ABD başkanını, uluslararası ilişkilerdeki kara cahilliği ve de kişisel çıkara dayanan “al gülüm, ver gülüm” ilişkileri üzerinden eleştiren Bolton; yandaş basının propaganda bombardımanı karşısında sesini hiç çekinmeden yükselten hemen hemen tek dış politika ve ulusal güvenlik uzmanı.
Son Alaska zirvesini “Putin’in zaferi” olarak tanımlayan, Trump’ı Putin’e kafa tutamadığı ve de söz verdiğince Ukrayna savaşını sonlandıramadığı için yerden yere vuran eski danışman, ayrıca her fırsatta “Midas’ın kulakları” misali başkanın saklanamayan cehaletini ve güvenilmezliğini yeriyor.
Bunun karşılığında Trump, daha ilk dönemde kovduğu danışmanının güvenlik korumalarını alıyor, ardından da evine FBI ajanlarını yolluyor.

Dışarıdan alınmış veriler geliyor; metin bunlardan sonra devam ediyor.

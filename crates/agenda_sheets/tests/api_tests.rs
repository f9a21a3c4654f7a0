use axum::{
    body::Body,
    http::{Request, StatusCode},
    Router,
};
use serde_json::{json, Value};
use tower::ServiceExt;
mod fixtures;

async fn call(router: &Router, request: Request<Body>) -> (StatusCode, Value) {
    let response = router.clone().oneshot(request).await.unwrap();
    let status = response.status();
    let bytes = axum::body::to_bytes(response.into_body(), usize::MAX)
        .await
        .unwrap();
    (status, serde_json::from_slice(&bytes).unwrap())
}

fn get_slots() -> Request<Body> {
    Request::builder()
        .uri("/exec?action=getSlots")
        .body(Body::empty())
        .unwrap()
}

fn book(body: Value) -> Request<Body> {
    Request::builder()
        .method("POST")
        .uri("/exec")
        .header("content-type", "text/plain;charset=utf-8")
        .body(Body::from(body.to_string()))
        .unwrap()
}

#[tokio::test]
async fn test_get_slots_endpoint() {
    let router = fixtures::create_router(fixtures::create_week_store());
    let (status, body) = call(&router, get_slots()).await;

    assert_eq!(status, StatusCode::OK);
    let slots = body.as_array().unwrap();
    let rows: Vec<u64> = slots
        .iter()
        .map(|slot| slot["rowIndex"].as_u64().unwrap())
        .collect();
    assert_eq!(rows, vec![2, 4, 5, 6]);

    let weekdays: Vec<&str> = slots
        .iter()
        .map(|slot| slot["diaSemana"].as_str().unwrap())
        .collect();
    assert_eq!(
        weekdays,
        vec!["Segunda-feira", "Terça-feira", "Quarta-feira", "Sábado"]
    );
}

#[tokio::test]
async fn test_book_slot_endpoint() {
    let router = fixtures::create_router(fixtures::create_week_store());
    let (status, body) = call(
        &router,
        book(json!({
            "rowIndex": 5,
            "nome": "Ana",
            "telefone": "11 99999-0000",
            "dataNascimento": "01/01/1990",
            "observacoes": "Primeira consulta"
        })),
    )
    .await;

    assert_eq!(status, StatusCode::OK);
    assert_eq!(
        body,
        json!({
            "sucesso": true,
            "mensagem": "Agendamento realizado com sucesso!",
            "data": "12/06/2024",
            "hora": "09:00"
        })
    );
}

#[tokio::test]
async fn test_book_slot_endpoint_conflict() {
    let router = fixtures::create_router(fixtures::create_week_store());
    let (status, body) = call(&router, book(json!({ "rowIndex": 3, "nome": "Ana" }))).await;

    assert_eq!(status, StatusCode::CONFLICT);
    assert_eq!(body["sucesso"], json!(false));
    assert_eq!(
        body["mensagem"],
        json!("Horário já ocupado. Por favor, escolha outro horário.")
    );
}

#[tokio::test]
async fn test_missing_slots_table_endpoint() {
    let store = std::sync::Arc::new(agenda_sheets::memory::InMemorySheetStore::new());
    let router = fixtures::create_router(store);
    let (status, body) = call(&router, get_slots()).await;

    assert_eq!(status, StatusCode::INTERNAL_SERVER_ERROR);
    assert_eq!(body["erro"], json!("configuracao"));
    assert!(body["error"].as_str().unwrap().contains("Horarios"));
}
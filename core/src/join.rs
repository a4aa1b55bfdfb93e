//! Join nodes attached to a query.

use std::borrow::Cow;

use crate::error::Result;
use crate::filter::{Filter, Scope};
use crate::schema::EntityDef;
use crate::sql::{Sql, Token};

/// The type of JOIN operation
#[derive(Clone, Copy, Debug, PartialEq, Eq, Default)]
pub enum JoinType {
    #[default]
    Inner,
    Left,
    Right,
}

impl JoinType {
    fn to_sql(self) -> Sql {
        let kind = match self {
            JoinType::Inner => Token::INNER,
            JoinType::Left => Token::LEFT,
            JoinType::Right => Token::RIGHT,
        };
        Sql::token(kind).push(Token::JOIN)
    }
}

/// A joined table: `<kind> JOIN table [AS alias] ON <filter>`.
///
/// Selectable joins add `alias.*` to the projection so their columns are
/// available to post-fetch hooks.
#[derive(Debug, Clone)]
pub struct JoinNode {
    pub kind: JoinType,
    pub table: Cow<'static, str>,
    pub def: Option<&'static EntityDef>,
    pub alias: Cow<'static, str>,
    pub on: Filter,
    pub selectable: bool,
}

impl JoinNode {
    pub fn new(
        kind: JoinType,
        def: &'static EntityDef,
        alias: impl Into<Cow<'static, str>>,
        on: Filter,
    ) -> Self {
        Self {
            kind,
            table: Cow::Borrowed(def.table()),
            def: Some(def),
            alias: alias.into(),
            on,
            selectable: true,
        }
    }

    /// Joins a table without an entity definition, such as a link table.
    pub fn table(
        kind: JoinType,
        table: impl Into<Cow<'static, str>>,
        alias: impl Into<Cow<'static, str>>,
        on: Filter,
    ) -> Self {
        Self {
            kind,
            table: table.into(),
            def: None,
            alias: alias.into(),
            on,
            selectable: true,
        }
    }

    /// Keeps the join out of the projection.
    pub fn hidden(mut self) -> Self {
        self.selectable = false;
        self
    }

    /// Renders the clause. The ON filter defaults to the join's own alias.
    pub fn to_sql(&self, scope: &Scope<'_>) -> Result<Sql> {
        let mut sql = self
            .kind
            .to_sql()
            .append(Sql::ident(self.table.clone()));
        if self.alias != self.table {
            sql = sql.alias(self.alias.clone());
        }
        let on_scope = scope.rebase(&self.alias);
        Ok(sql.push(Token::ON).append(self.on.compile(&on_scope)?))
    }
}
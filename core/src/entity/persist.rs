use crate::db::Db;
use crate::error::{ConsistencyError, Result};
use crate::events::{LifecycleEvent, UpdatedEvent};
use crate::relation::RelationKind;
use crate::schema::WriteKind;
use crate::sql::{Sql, SqlChunk, Token};
use crate::value::{Field, SqlValue};
use crate::tether_trace_entity;

use super::{ChangeSet, Entity, EntityRef, Loaded, SaveOutcome};

/// Inserts or updates `entity`.
///
/// Loaded belongs-to relations must agree with their foreign key columns
/// before anything is written. After a successful write the snapshot holds
/// exactly what was written and foreign keys are copied back from the
/// related entities.
pub(crate) fn save(db: &Db, entity: &EntityRef) -> Result<SaveOutcome> {
    check_relations(&entity.borrow())?;
    check_primary_key(&entity.borrow())?;

    let kind = if entity.borrow().exists() {
        WriteKind::Update
    } else {
        WriteKind::Insert
    };
    entity.borrow_mut().apply_transforms(kind);

    let (changes, previous) = {
        let current = entity.borrow();
        let changes = current.changes()?;
        if changes.is_empty() || (kind == WriteKind::Update && only_skip_update(&current, &changes)) {
            return Ok(SaveOutcome::NoOp);
        }
        let previous = match kind {
            WriteKind::Insert => Vec::new(),
            WriteKind::Update => changes
                .writes
                .iter()
                .map(|(i, _)| current.previous_at(*i))
                .collect::<Result<Vec<_>>>()?,
        };
        (changes, previous)
    };

    let (statement, table) = {
        let current = entity.borrow();
        let statement = match kind {
            WriteKind::Insert => insert_statement(&current, &changes),
            WriteKind::Update => update_statement(&current, &changes)?,
        };
        (statement, current.table())
    };
    let outcome = db.write(&statement.build())?;
    db.check_affected(outcome.affected_rows, || match kind {
        WriteKind::Insert => format!("insert into `{table}`"),
        WriteKind::Update => format!("update of `{table}`"),
    })?;

    {
        let mut current = entity.borrow_mut();
        if kind == WriteKind::Insert
            && current.def().primary().is_auto_increment()
            && let Some(id) = outcome.insert_id
        {
            current.assign_generated_key(id);
        }
        current.mark_written(&changes.writes);
    }
    resync_foreign_keys(entity)?;

    let changed = {
        let current = entity.borrow();
        changes
            .writes
            .iter()
            .map(|(i, _)| current.def().columns()[*i].name())
            .collect::<Vec<_>>()
    };
    match kind {
        WriteKind::Insert => {
            tether_trace_entity!("insert", table);
            db.events().publish(&LifecycleEvent::Created(entity.clone()));
            Ok(SaveOutcome::Inserted)
        }
        WriteKind::Update => {
            tether_trace_entity!("update", table);
            let event = UpdatedEvent::new(entity.clone(), changed.clone(), previous);
            db.events().publish(&LifecycleEvent::Updated(event));
            Ok(SaveOutcome::Updated(changed))
        }
    }
}

/// Deletes the stored row of `entity` and resets it to transient.
pub(crate) fn delete(db: &Db, entity: &EntityRef) -> Result<()> {
    let (statement, table) = {
        let current = entity.borrow();
        if !current.exists() {
            return Err(ConsistencyError::NotPersisted {
                table: current.table().to_owned(),
            }
            .into());
        }
        let key = match current.primary_key_param()? {
            Some(_) => current.stored_key()?,
            None => None,
        };
        let Some(key) = key else {
            return Err(ConsistencyError::MissingPrimaryKey {
                table: current.table().to_owned(),
            }
            .into());
        };
        let statement = Sql::token(Token::DELETE)
            .push(Token::FROM)
            .append(Sql::ident(current.table()))
            .append(where_primary(&current, key));
        (statement, current.table())
    };

    let outcome = db.write(&statement.build())?;
    db.check_affected(outcome.affected_rows, || format!("delete from `{table}`"))?;

    entity.borrow_mut().mark_deleted();
    tether_trace_entity!("delete", table);
    db.events().publish(&LifecycleEvent::Deleted(entity.clone()));
    Ok(())
}

fn check_relations(entity: &Entity) -> Result<()> {
    for relation in entity.def().relations() {
        let RelationKind::BelongsTo { foreign_key, .. } = relation.kind() else {
            continue;
        };
        let Some(Loaded::One(target)) = entity.relation(relation.name()) else {
            continue;
        };
        let index = entity.def().require_column(foreign_key)?;
        let modified = || ConsistencyError::ForeignKeyModified {
            table: entity.table().to_owned(),
            column: (*foreign_key).to_owned(),
            relation: relation.name().to_owned(),
        };
        match target {
            Some(target) => {
                let target = target.borrow();
                if !target.exists() {
                    return Err(ConsistencyError::UnsavedTarget {
                        table: entity.table().to_owned(),
                        relation: relation.name().to_owned(),
                    }
                    .into());
                }
                if target.primary_key_param()? != entity.key_at(index)? {
                    return Err(modified().into());
                }
            }
            None => {
                if matches!(entity.field_at(index), Field::Value(_)) {
                    return Err(modified().into());
                }
            }
        }
    }
    Ok(())
}

fn check_primary_key(entity: &Entity) -> Result<()> {
    let primary = entity.def().primary();
    let present = !matches!(entity.primary_key(), Field::Absent | Field::Null);
    if !entity.exists() && present && primary.is_auto_increment() {
        return Err(ConsistencyError::ManualAutoIncrement {
            table: entity.table().to_owned(),
            column: primary.name().to_owned(),
        }
        .into());
    }
    // The in-memory key decides; the stored key only addresses the row
    if entity.exists() && entity.primary_key_param()?.is_none() {
        return Err(ConsistencyError::MissingPrimaryKey {
            table: entity.table().to_owned(),
        }
        .into());
    }
    Ok(())
}

/// Whether every write is a skip-update column nobody forced.
fn only_skip_update(entity: &Entity, changes: &ChangeSet) -> bool {
    let columns = entity.def().columns();
    changes
        .writes
        .iter()
        .all(|(i, _)| columns[*i].is_skip_update() && !entity.forced.contains(i))
}

fn insert_statement(entity: &Entity, changes: &ChangeSet) -> Sql {
    let columns = entity.def().columns();
    let names = Sql::join(
        changes
            .writes
            .iter()
            .map(|(i, _)| Sql::ident(columns[*i].name())),
        Token::COMMA,
    );
    let values = Sql::join(
        changes
            .writes
            .iter()
            .map(|(_, value)| Sql::param(value.clone())),
        Token::COMMA,
    );
    Sql::token(Token::INSERT)
        .push(Token::INTO)
        .append(Sql::ident(entity.table()))
        .append(names.parens())
        .push(Token::VALUES)
        .append(values.parens())
}

fn update_statement(entity: &Entity, changes: &ChangeSet) -> Result<Sql> {
    let columns = entity.def().columns();
    let assignments = Sql::join(
        changes.writes.iter().map(|(i, value)| {
            Sql::ident(columns[*i].name())
                .push(Token::EQ)
                .append(Sql::param(value.clone()))
        }),
        Token::COMMA,
    );
    let Some(key) = entity.stored_key()? else {
        return Err(ConsistencyError::MissingPrimaryKey {
            table: entity.table().to_owned(),
        }
        .into());
    };
    Ok(Sql::token(Token::UPDATE)
        .append(Sql::ident(entity.table()))
        .push(Token::SET)
        .append(assignments)
        .append(where_primary(entity, key)))
}

fn where_primary(entity: &Entity, key: SqlValue) -> Sql {
    Sql::token(Token::WHERE)
        .push(SqlChunk::ident_static(entity.def().primary().name()))
        .push(Token::EQ)
        .push(SqlChunk::Param(key))
}

/// Copies target primary keys into foreign key columns of loaded
/// belongs-to relations.
fn resync_foreign_keys(entity: &EntityRef) -> Result<()> {
    let updates = {
        let current = entity.borrow();
        let mut updates = Vec::new();
        for relation in current.def().relations() {
            let RelationKind::BelongsTo { foreign_key, .. } = relation.kind() else {
                continue;
            };
            let Some(Loaded::One(target)) = current.relation(relation.name()) else {
                continue;
            };
            let index = current.def().require_column(foreign_key)?;
            let Some(target) = target else {
                continue;
            };
            let field = target.borrow().primary_key().clone();
            if current.field_at(index) != &field {
                updates.push((index, field));
            }
        }
        updates
    };
    let mut current = entity.borrow_mut();
    for (index, field) in updates {
        current.set_field_at(index, field);
    }
    Ok(())
}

Mort Rosenburg’la başladık, “New Yorker”ın “Washington Mektubu” ile bitirelim:
“Bunların hiçbiri sürpriz değil” diyor, “New Yorker”ın “Trump’ın intikam/öç/ misilleme dönemi” başlıklı yazısı ve devam ediyor:
“Bolton’ın başına gelenler eğer sürpriz değilse, olanlara neden hâlâ şaşırıyoruz? Trump seçim kampanyası boyunca, yoluna çıkan herkesi ne tür bir akıbetin beklediğini belirtmişti. Onca yılın ardından Trump ve de danışmanlarının, tam da beklenildiği gibi hareket etmelerine nasıl şaşırabiliriz?”
Bu sorunun yanıtını bir veren olsa da biz de öğrensek.